На этом месте ей следовало бы закончить историю словами: «И стали они жить-поживать да добра наживать», — но она не могла заставить себя сказать это, потому что счастливы они не были.
Он нахмурил лоб.
— А ваша бабушка? Она с ними не поехала?
— Нет. Бабушка служила королеве Марии Антуанетте. Она могла покинуть Париж, не узнав о судьбе королевы. Но она не разделила ее судьбу, она выжила. И всю оставшуюся жизнь чувствовала себя из-за этого виноватой.
— Вы ее любили?
— Любила. Мне ее до сих пор не хватает, — сказала она чуть охрипшим голосом.
— Судя по всему, она была замечательной женщиной.
— Да. Это она научила меня держать пчел... А также очень многому другому.
Мэдди всегда гордилась своей бабушкой, хотя признавала, что ей свойственна некоторая эксцентричность. Бабушка, например, жила как простая крестьянка в деревенском доме. Это ее ничуть не смущало и не мешало сохранять при том манеры знатной дамы.
«У нее винтиков в голове не хватает», — говорил о ней ей отец, но при этом оглядывался, боясь, как бы она его не услышала.
Если бы отец мог увидеть сейчас собственных детей, которые жили в ветхом коттедже, питались овощами, которые сами выращивали, разводили кур и пчел, совсем как это делала бабушка, понял ли бы он весь парадокс ситуации? Наверное, нет.
Она наугад открыла какую-то другую страницу. На рисунке был изображен худенький младенец, последний из ее бедненьких, не успевших пожить на свете братьев. У нее перехватило дыхание.
Она взяла альбом и осторожно закрыла его.
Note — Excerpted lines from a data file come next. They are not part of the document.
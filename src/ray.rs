use std::ops::Range;

use crate::vec3::Vec3;

/// Half-open `t` interval accepted by picking rays: everything in front of
/// the origin.
pub const FORWARD: Range<f64> = 0.0..f64::INFINITY;

#[derive(Clone, Debug, PartialEq)]
pub struct Ray<T: Copy> {
    origin: Vec3<T>,
    direction: Vec3<T>,
    range: Range<T>,
}

impl Ray<f64> {
    /// Creates a ray; `direction` is normalized.
    pub fn new(origin: Vec3<f64>, direction: Vec3<f64>, range: Range<f64>) -> Self {
        Self {
            origin,
            direction: direction.unit(),
            range,
        }
    }

    /// A ray accepting every hit in front of its origin.
    pub fn forward(origin: Vec3<f64>, direction: Vec3<f64>) -> Self {
        Self::new(origin, direction, FORWARD)
    }

    #[inline]
    pub fn origin(&self) -> Vec3<f64> {
        self.origin
    }

    #[inline]
    pub fn direction(&self) -> &Vec3<f64> {
        &self.direction
    }

    #[inline]
    pub fn offset(&self, t: f64) -> Vec3<f64> {
        self.origin + self.direction.scale(t)
    }
}

impl<T: Copy + PartialOrd> Ray<T> {
    #[inline]
    pub fn contains(&self, t: T) -> bool {
        self.range.contains(&t)
    }
}

#[test]
fn direction_is_normalized() {
    let ray = Ray::forward(Vec3::new(0.0, 0.0, 0.0), Vec3::new(0.0, 0.0, 10.0));
    assert_eq!(&Vec3::new(0.0, 0.0, 1.0), ray.direction());
    assert_eq!(Vec3::new(0.0, 0.0, 2.5), ray.offset(2.5));
}

#[test]
fn forward_range_excludes_behind() {
    let ray = Ray::forward(Vec3::new(0.0, 0.0, 0.0), Vec3::new(1.0, 0.0, 0.0));
    assert!(ray.contains(1.0));
    assert!(!ray.contains(-1.0));
}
— Вы не ответили на мой вопрос.
Она усилием воли заставила себя вернуться в реальность.
— Какой вопрос?
— Как случилось, что английская девушка знатного происхождения прожила таким образом, — он прикоснулся рукой к альбому, — во Франции в течение десяти лет, пока кругом шла война?
— Мы уехали из Англии, когда войны еще не было.
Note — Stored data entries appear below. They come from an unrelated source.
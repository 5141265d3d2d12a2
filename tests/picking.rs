use raypick::{
    camera::{Camera, FrameTransform, Projection, View},
    geometry::Triangle,
    matrix::Matrix4x4,
    picking::{intersect_ray_triangle, pick, unproject_ray, PickError, PickMode, Pointer, Viewport},
    scene::Scene,
    vec3::Vec3,
};

const MODES: [PickMode; 2] = [PickMode::Unproject, PickMode::ProjectVertices];

fn stacked() -> Vec<Triangle> {
    [-0.5, 0.0, 0.5]
        .iter()
        .map(|&z| Triangle::new(Vec3::new(0.5, -0.5, z), Vec3::new(-0.5, -0.5, z), Vec3::new(0.0, 0.5, z)))
        .collect()
}

/// Orthographic camera at `z = -5` looking down `+z`.
fn orthographic_camera() -> Camera {
    Camera {
        projection: Projection::Orthographic {
            left: -1.0,
            right: 1.0,
            bottom: -1.0,
            top: 1.0,
            near: 0.1,
            far: 100.0,
        },
        view: View::LookAt {
            eye: Vec3::new(0.0, 0.0, -5.0),
            target: Vec3::new(0.0, 0.0, 0.0),
            up: Vec3::new(0.0, 1.0, 0.0),
        },
        rotation: Vec3::default(),
    }
}

#[test]
fn centered_pointer_selects_nearest_of_stack() {
    let viewport = Viewport::new(800, 600);
    let frame = orthographic_camera().frame(viewport);
    let triangles = stacked();
    let pointer = viewport.center();

    for mode in MODES {
        let result = pick(pointer, viewport, &frame, &triangles, mode).unwrap();
        assert_eq!(Some(0), result.selected, "{}", mode);
    }

    let result = pick(pointer, viewport, &frame, &triangles, PickMode::Unproject).unwrap();
    assert!((result.distance - 4.4).abs() < 1e-9, "distance {}", result.distance);

    let ray = unproject_ray(pointer, viewport, &frame).unwrap();
    for triangle in &triangles[1..] {
        let t = intersect_ray_triangle(&ray, triangle).unwrap();
        assert!(result.distance < t);
    }
}

#[test]
fn pointer_outside_footprint_selects_nothing() {
    let viewport = Viewport::new(800, 600);
    let frame = orthographic_camera().frame(viewport);

    for mode in MODES {
        for &(x, y) in &[(5.0, 5.0), (795.0, 300.0), (400.0, 590.0)] {
            let result = pick(Pointer::new(x, y), viewport, &frame, &stacked(), mode).unwrap();
            assert_eq!(None, result.selected, "{} at ({}, {})", mode, x, y);
        }
    }
}

#[test]
fn empty_geometry_is_not_an_error() {
    let viewport = Viewport::new(800, 600);
    let frame = orthographic_camera().frame(viewport);

    for mode in MODES {
        let result = pick(viewport.center(), viewport, &frame, &[], mode).unwrap();
        assert_eq!(None, result.selected);
    }
}

#[test]
fn strategies_agree_on_builtin_scenes() {
    for scene in [Scene::overlapping(), Scene::pyramid()] {
        let mut hits = 0;

        for x in (0..scene.viewport.width).step_by(37) {
            for y in (0..scene.viewport.height).step_by(23) {
                let pointer = Pointer::new(f64::from(x) + 0.5, f64::from(y) + 0.5);
                let unproject = scene.pick(pointer, PickMode::Unproject).unwrap();
                let project = scene.pick(pointer, PickMode::ProjectVertices).unwrap();

                assert_eq!(unproject.selected, project.selected, "at ({}, {})", x, y);
                hits += usize::from(unproject.selected.is_some());
            }
        }

        assert!(hits > 0);
    }
}

#[test]
fn strategies_agree_under_rotation() {
    let mut scene = Scene::overlapping();
    scene.camera.rotate(Vec3::new(20.0, 35.0, 10.0));

    for x in (0..scene.viewport.width).step_by(41) {
        for y in (0..scene.viewport.height).step_by(29) {
            let pointer = Pointer::new(f64::from(x) + 0.5, f64::from(y) + 0.5);

            assert_eq!(
                scene.pick(pointer, PickMode::Unproject).unwrap().selected,
                scene.pick(pointer, PickMode::ProjectVertices).unwrap().selected,
            );
        }
    }
}

#[test]
fn strategies_agree_on_triangle_crossing_eye_plane() {
    let frame = FrameTransform::new(Matrix4x4::perspective(60f64.to_radians(), 1.0, 0.1, 100.0), Matrix4x4::identity());
    let viewport = Viewport::new(100, 100);
    let floor = [Triangle::new(
        Vec3::new(-10.0, -1.0, -10.0),
        Vec3::new(10.0, -1.0, -10.0),
        Vec3::new(0.0, -1.0, 10.0),
    )];

    for &(x, y) in &[(50.0, 80.0), (20.0, 95.0), (50.0, 55.0), (50.0, 20.0)] {
        let unproject = pick(Pointer::new(x, y), viewport, &frame, &floor, PickMode::Unproject).unwrap();
        let project = pick(Pointer::new(x, y), viewport, &frame, &floor, PickMode::ProjectVertices).unwrap();

        assert_eq!(unproject.selected, project.selected, "at ({}, {})", x, y);
    }

    let result = pick(Pointer::new(50.0, 80.0), viewport, &frame, &floor, PickMode::ProjectVertices).unwrap();
    assert_eq!(Some(0), result.selected);
}

#[test]
fn strategies_agree_on_pixel_sized_facet() {
    let h = 0.0015;
    let tiny = Triangle::new(Vec3::new(h, -h, 0.0), Vec3::new(-h, -h, 0.0), Vec3::new(0.0, h, 0.0));
    let scene = Scene::new(Viewport::default(), Camera::default(), vec![tiny]);

    for mode in MODES {
        let result = scene.pick(scene.viewport.center(), mode).unwrap();
        assert_eq!(Some(0), result.selected, "{}", mode);
    }
}

#[test]
fn wide_orthographic_camera_is_not_degenerate() {
    let camera = Camera {
        projection: Projection::Orthographic {
            left: -5000.0,
            right: 5000.0,
            bottom: -5000.0,
            top: 5000.0,
            near: 0.1,
            far: 1e5,
        },
        view: View::LookAt {
            eye: Vec3::new(0.0, 0.0, -5.0),
            target: Vec3::new(0.0, 0.0, 0.0),
            up: Vec3::new(0.0, 1.0, 0.0),
        },
        rotation: Vec3::default(),
    };
    let viewport = Viewport::new(800, 600);
    let frame = camera.frame(viewport);
    let big: Vec<Triangle> = [100.0, 200.0, 300.0]
        .iter()
        .map(|&z| Triangle::new(Vec3::new(2000.0, -2000.0, z), Vec3::new(-2000.0, -2000.0, z), Vec3::new(0.0, 2000.0, z)))
        .collect();

    for mode in MODES {
        let result = pick(viewport.center(), viewport, &frame, &big, mode).unwrap();
        assert_eq!(Some(0), result.selected, "{}", mode);
    }
}

#[test]
fn front_triangle_of_default_scene() {
    let scene = Scene::overlapping();

    for mode in MODES {
        let result = scene.pick(scene.viewport.center(), mode).unwrap();
        assert_eq!(Some(2), result.selected, "{}", mode);
    }
}

#[test]
fn degenerate_transform_aborts_both_strategies() {
    let frame = FrameTransform::new(
        Matrix4x4::perspective(1.0, 1.0, 0.1, 10.0),
        Matrix4x4::scaling(Vec3::new(1.0, 0.0, 1.0)),
    );

    for mode in MODES {
        let result = pick(Pointer::new(1.0, 1.0), Viewport::new(4, 4), &frame, &stacked(), mode);
        assert_eq!(Err(PickError::DegenerateTransform), result);
    }
}

#[test]
fn zero_viewport_aborts_both_strategies() {
    let frame = orthographic_camera().frame(Viewport::new(800, 600));

    for mode in MODES {
        let result = pick(Pointer::new(1.0, 1.0), Viewport::new(800, 0), &frame, &stacked(), mode);
        assert_eq!(Err(PickError::InvalidViewport { width: 800, height: 0 }), result);
    }
}

#[test]
fn unprojected_points_project_back_to_pointer() {
    let viewport = Viewport::new(1024, 768);
    let mut camera = Camera::default();
    camera.rotate(Vec3::new(-15.0, 60.0, 5.0));
    let frame = camera.frame(viewport);
    let combined = frame.combined();

    for &(x, y) in &[(0.0, 0.0), (512.0, 384.0), (1000.0, 12.0), (77.7, 700.1)] {
        let ray = unproject_ray(Pointer::new(x, y), viewport, &frame).unwrap();
        let ndc = combined.transform_point(ray.offset(1.5)).unwrap();

        assert!((ndc.x - (2.0 * x / 1024.0 - 1.0)).abs() < 1e-4);
        assert!((ndc.y - (1.0 - 2.0 * y / 768.0)).abs() < 1e-4);
    }
}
— Да, но период сразу после революции тоже не самое лучшее время для путешествий.
Она закусила нижнюю губу, пытаясь сообразить, как ему лучше объяснить ситуацию.
— Мама... Маме было трудно дать папе наследника, которого он жаждал иметь.
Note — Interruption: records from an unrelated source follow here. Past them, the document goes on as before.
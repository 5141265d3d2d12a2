use std::ops::{Index, IndexMut};

use serde::{Deserialize, Serialize};

use crate::vec3::Vec3;

/// Homogeneous 4-component vector.
#[derive(Copy, Clone, Debug, Default, Deserialize, PartialEq, Serialize)]
pub struct Vec4<T>([T; 4]);

impl<T> Vec4<T> {
    #[inline]
    pub fn new(x: T, y: T, z: T, w: T) -> Self {
        Vec4([x, y, z, w])
    }

    #[inline]
    pub fn x(&self) -> &T {
        self.index(0)
    }

    #[inline]
    pub fn y(&self) -> &T {
        self.index(1)
    }

    #[inline]
    pub fn z(&self) -> &T {
        self.index(2)
    }

    #[inline]
    pub fn w(&self) -> &T {
        self.index(3)
    }
}

impl Vec4<f64> {
    /// Perspective divide.
    ///
    /// Returns `None` when `w` is too close to zero to divide by.
    #[inline]
    pub fn project(&self) -> Option<Vec3<f64>> {
        let w = *self.w();
        if w.abs() < f64::EPSILON {
            return None;
        }

        Some(Vec3::new(self.x() / w, self.y() / w, self.z() / w))
    }
}

impl<T: Copy> From<[T; 4]> for Vec4<T> {
    #[inline]
    fn from(v: [T; 4]) -> Self {
        Vec4::new(v[0], v[1], v[2], v[3])
    }
}

/// A point: `w = 1`.
impl From<Vec3<f64>> for Vec4<f64> {
    #[inline]
    fn from(v: Vec3<f64>) -> Self {
        Vec4::new(v.x, v.y, v.z, 1.0)
    }
}

/// Drops `w` without dividing.
impl From<Vec4<f64>> for Vec3<f64> {
    #[inline]
    fn from(v: Vec4<f64>) -> Self {
        Vec3::new(*v.x(), *v.y(), *v.z())
    }
}

impl<T> Index<usize> for Vec4<T> {
    type Output = T;

    #[inline]
    fn index(&self, index: usize) -> &Self::Output {
        &self.0[index]
    }
}

impl<T> IndexMut<usize> for Vec4<T> {
    #[inline]
    fn index_mut(&mut self, index: usize) -> &mut Self::Output {
        &mut self.0[index]
    }
}

#[test]
fn project_divides_by_w() {
    let v = Vec4::new(2.0, 4.0, 6.0, 2.0);
    assert_eq!(Some(Vec3::new(1.0, 2.0, 3.0)), v.project());
}

#[test]
fn project_rejects_zero_w() {
    let v = Vec4::new(1.0, 1.0, 1.0, 0.0);
    assert_eq!(None, v.project());
}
Так тоже было можно описать ситуацию, когда бесконечные выкидыши и мертворождения повергали всех в глубокое уныние.
— Когда мне было девять лет, мама решила совершить паломничество в Лурд и помолиться, чтобы Бог послал ей мальчика. Папа согласился — ему отчаянно хотелось сына, — и мы поехали все. Они оставили меня у бабушки, и папа с мамой отправились в Лурд, а когда они вернулись, мама снова была беременна. Она знала, что это было слишком рано. Акушерка сказала маме, что ей следует подождать, поправиться, набраться сил перед следующей попыткой, но папе не терпелось заполучить сына.
— Это тот младенец, который изображен на рисунке?
Она кивнула.
— Путешествие было бы опасно для ребенка, поэтому папа оставил маму и меня у бабушки ждать его появления на свет. Он родился преждевременно и был крошечный и больной. Он прожил всего несколько недель. А мама... она просто угасла.
Его рука скользнула вокруг талии Мэдди, и он осторожно привлек ее к себе.